Steve: Sio minimising distractions. I suppose of various shapes and sizes is a key factor of it because of course as you know there’s better than I do of course. But as a psychologist, a large part of the therapy working is maintaining the client’s attention through the whole 50 minutes of the session

Rhonda: That’s right, and also a lot of the big breaks through all the breakthroughs that take place in the counseling session too is when we’re having a chat and the client is thinking about which what we’re chatting about, and there’s a lot of things that they learn just from that. So if they’re distracted, they’re not going to have the opportunity to really think about what we’re talking about.

Steve: Yes, you know more about how the mind works than I do. But if you’re working in associations and links in mental capacity, you want that to be navigable chain. I suppose as opposed to one that’s likely to go off at the wrong exit ramp.

Rhonda: Exactly.

Steve: that could work badly. Have there ever been any studies done about the effectiveness of telehealth?

Rhonda: I took a look to see whether there were any studies on it and there have been quite a few. Generally, what I found it says there’s really no difference in effectiveness between telehealth and face-to-face counseling. They did highlight that it also was very useful for people who have anxieties. Its an easier way for them to access counselling. What else? I can’t remember what else there was, but I think basically there was no difference in the effectiveness of the therapies.

Steve: That’s what I’ve come up with as well. I had a brief look around too.

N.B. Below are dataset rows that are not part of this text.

//! Session plans: the ordered datums a form needs bound before it runs.

use std::fmt;

use serde::{Deserialize, Serialize};

use crate::ids::{CaseType, FormId, ModuleId};

#[derive(Debug, Clone, Copy, PartialEq, Eq, Hash, Serialize, Deserialize)]
#[serde(rename_all = "snake_case")]
pub enum DatumKind {
    /// Single case chosen by the user from a list.
    Selection,
    /// A set of cases chosen together (multi-select).
    InstanceSelection,
    /// Remote query populating an instance used by later datums.
    Query,
    /// Bound without user interaction from `function`.
    Computed,
}

impl DatumKind {
    pub fn as_str(self) -> &'static str {
        match self {
            DatumKind::Selection => "selection",
            DatumKind::InstanceSelection => "instance_selection",
            DatumKind::Query => "query",
            DatumKind::Computed => "computed",
        }
    }

    pub fn requires_selection(self) -> bool {
        matches!(self, DatumKind::Selection | DatumKind::InstanceSelection)
    }
}

impl fmt::Display for DatumKind {
    fn fmt(&self, f: &mut fmt::Formatter<'_>) -> fmt::Result {
        f.write_str(self.as_str())
    }
}

#[derive(Debug, Clone, PartialEq, Eq, Serialize, Deserialize)]
pub struct Datum {
    pub id: String,
    pub kind: DatumKind,
    #[serde(default, skip_serializing_if = "Option::is_none")]
    pub case_type: Option<CaseType>,
    #[serde(default, skip_serializing_if = "Option::is_none")]
    pub nodeset: Option<String>,
    #[serde(default, skip_serializing_if = "Option::is_none")]
    pub value: Option<String>,
    #[serde(default, skip_serializing_if = "Option::is_none")]
    pub function: Option<String>,
    #[serde(default, skip_serializing_if = "Option::is_none")]
    pub detail_select: Option<String>,
    #[serde(default, skip_serializing_if = "Option::is_none")]
    pub detail_confirm: Option<String>,
    #[serde(default, skip_serializing_if = "Option::is_none")]
    pub detail_persistent: Option<String>,
    #[serde(default, skip_serializing_if = "Option::is_none")]
    pub detail_inline: Option<String>,
    #[serde(default)]
    pub autoselect: bool,
    #[serde(default, skip_serializing_if = "Option::is_none")]
    pub max_select_value: Option<u32>,
    /// Placeholder copied from the parent module's session.
    #[serde(default)]
    pub from_parent: bool,
    /// Tag of the action that produced this datum.
    #[serde(default, skip_serializing_if = "Option::is_none")]
    pub source_tag: Option<String>,
    #[serde(default, skip_serializing_if = "Option::is_none")]
    pub query: Option<QuerySpec>,
}

impl Datum {
    fn empty(id: impl Into<String>, kind: DatumKind) -> Self {
        Self {
            id: id.into(),
            kind,
            case_type: None,
            nodeset: None,
            value: None,
            function: None,
            detail_select: None,
            detail_confirm: None,
            detail_persistent: None,
            detail_inline: None,
            autoselect: false,
            max_select_value: None,
            from_parent: false,
            source_tag: None,
            query: None,
        }
    }

    pub fn selection(id: impl Into<String>, nodeset: impl Into<String>, value: impl Into<String>) -> Self {
        let mut datum = Self::empty(id, DatumKind::Selection);
        datum.nodeset = Some(nodeset.into());
        datum.value = Some(value.into());
        datum
    }

    pub fn computed(id: impl Into<String>, function: impl Into<String>) -> Self {
        let mut datum = Self::empty(id, DatumKind::Computed);
        datum.function = Some(function.into());
        datum
    }

    pub fn query(query: QuerySpec) -> Self {
        let mut datum = Self::empty(query.storage_instance.clone(), DatumKind::Query);
        datum.query = Some(query);
        datum
    }

    pub fn requires_selection(&self) -> bool {
        self.kind.requires_selection()
    }
}

#[derive(Debug, Clone, PartialEq, Eq, Serialize, Deserialize)]
pub struct QuerySpec {
    pub url: String,
    pub storage_instance: String,
    #[serde(default, skip_serializing_if = "Option::is_none")]
    pub template: Option<String>,
    #[serde(default)]
    pub default_search: bool,
    #[serde(default)]
    pub data: Vec<QueryData>,
    #[serde(default)]
    pub prompts: Vec<QueryPrompt>,
    /// Selection datum whose case id this query reads or feeds.
    #[serde(default, skip_serializing_if = "Option::is_none")]
    pub case_datum: Option<String>,
}

#[derive(Debug, Clone, PartialEq, Eq, Serialize, Deserialize)]
pub struct QueryData {
    pub key: String,
    #[serde(rename = "ref")]
    pub ref_: String,
    #[serde(default, skip_serializing_if = "Option::is_none")]
    pub nodeset: Option<String>,
    #[serde(default, skip_serializing_if = "Option::is_none")]
    pub exclude: Option<String>,
}

impl QueryData {
    pub fn new(key: impl Into<String>, ref_: impl Into<String>) -> Self {
        Self {
            key: key.into(),
            ref_: ref_.into(),
            nodeset: None,
            exclude: None,
        }
    }
}

#[derive(Debug, Clone, PartialEq, Eq, Serialize, Deserialize)]
pub struct QueryPrompt {
    pub key: String,
    pub locale_id: String,
    #[serde(default, skip_serializing_if = "Option::is_none")]
    pub appearance: Option<String>,
    #[serde(default, skip_serializing_if = "Option::is_none")]
    pub input: Option<String>,
    #[serde(default, skip_serializing_if = "Option::is_none")]
    pub default_value: Option<String>,
}

#[derive(Debug, Clone, PartialEq, Eq, Serialize, Deserialize)]
pub struct Assertion {
    pub test: String,
    pub locale_id: String,
    #[serde(default, skip_serializing_if = "Vec::is_empty")]
    pub locale_args: Vec<String>,
}

impl Assertion {
    pub fn new(test: impl Into<String>, locale_id: impl Into<String>) -> Self {
        Self {
            test: test.into(),
            locale_id: locale_id.into(),
            locale_args: Vec::new(),
        }
    }

    pub fn with_args(mut self, args: Vec<String>) -> Self {
        self.locale_args = args;
        self
    }
}

/// Ordered datums one form needs, with no references back into the graph.
#[derive(Debug, Clone, PartialEq, Eq, Serialize, Deserialize)]
pub struct SessionPlan {
    pub module_id: ModuleId,
    pub form_id: FormId,
    pub datums: Vec<Datum>,
    #[serde(default)]
    pub assertions: Vec<Assertion>,
}

impl SessionPlan {
    pub fn datum(&self, id: &str) -> Option<&Datum> {
        self.datums.iter().find(|datum| datum.id == id)
    }

    pub fn datum_ids(&self) -> Vec<&str> {
        self.datums.iter().map(|datum| datum.id.as_str()).collect()
    }

    pub fn selections(&self) -> impl Iterator<Item = &Datum> {
        self.datums.iter().filter(|datum| datum.requires_selection())
    }
}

There are multiple studies quoted out there about the effectiveness of telehealth I suppose and in confidence, in a way it works and also that its in the hands of qualified practitioners like yourself who know how to work it to the advantage of their clients.

Rhonda: And with the added convenience and accessibility that it had that it offers for clients, I mean it’s a win-win

Steve: It absolutely is. I can tell you that it’s one of the first things that people who call The Talk Shop are interested whether or not they’re going to be some people still prefer face-to-face and that fine. But some people are very open minded about trying telehealth. Then there’s rarely much in the way of bulking in relation to that. So okay, I’m going to finish with this one now. Rhonda you were formerly in marketing and so I’m going to set you a little project here. If you were to design a marketing campaign for telehealth, what would be the central tenets of that campaign?

Rhonda: I think the benefits, definitely of course. The increased access to support definitely, and from where whatever phase is most suitable for the client that the client’s chosen. The convenience and cost-effectiveness. Increased confident confidentiality that clients can feel accessing this form of counselling. And greater flexibility for both the client and the therapist. So I think in the ad campaign, I’ll make sure I cover some of those.

Steve: That’s excellent. Thank you so much for your contributions today, Rhonda. You’ve been very generous with your time as I know you always are in our interactions and its greatly appreciated. And hopefully, your efforts today will go out today in the big wide world and give people some confidence about telehealth no matter who they go to visit. That’s not what this is about. There’s plenty of reputable practices out there for psychology. But thank you very much for your time today, Rhonda. 

Rhonda: You’re very welcome. Thanks Steve.

Steve: Okay, and everybody, we’ll be back again in about a week or so time with the next instalment of talking shop. Bye for now.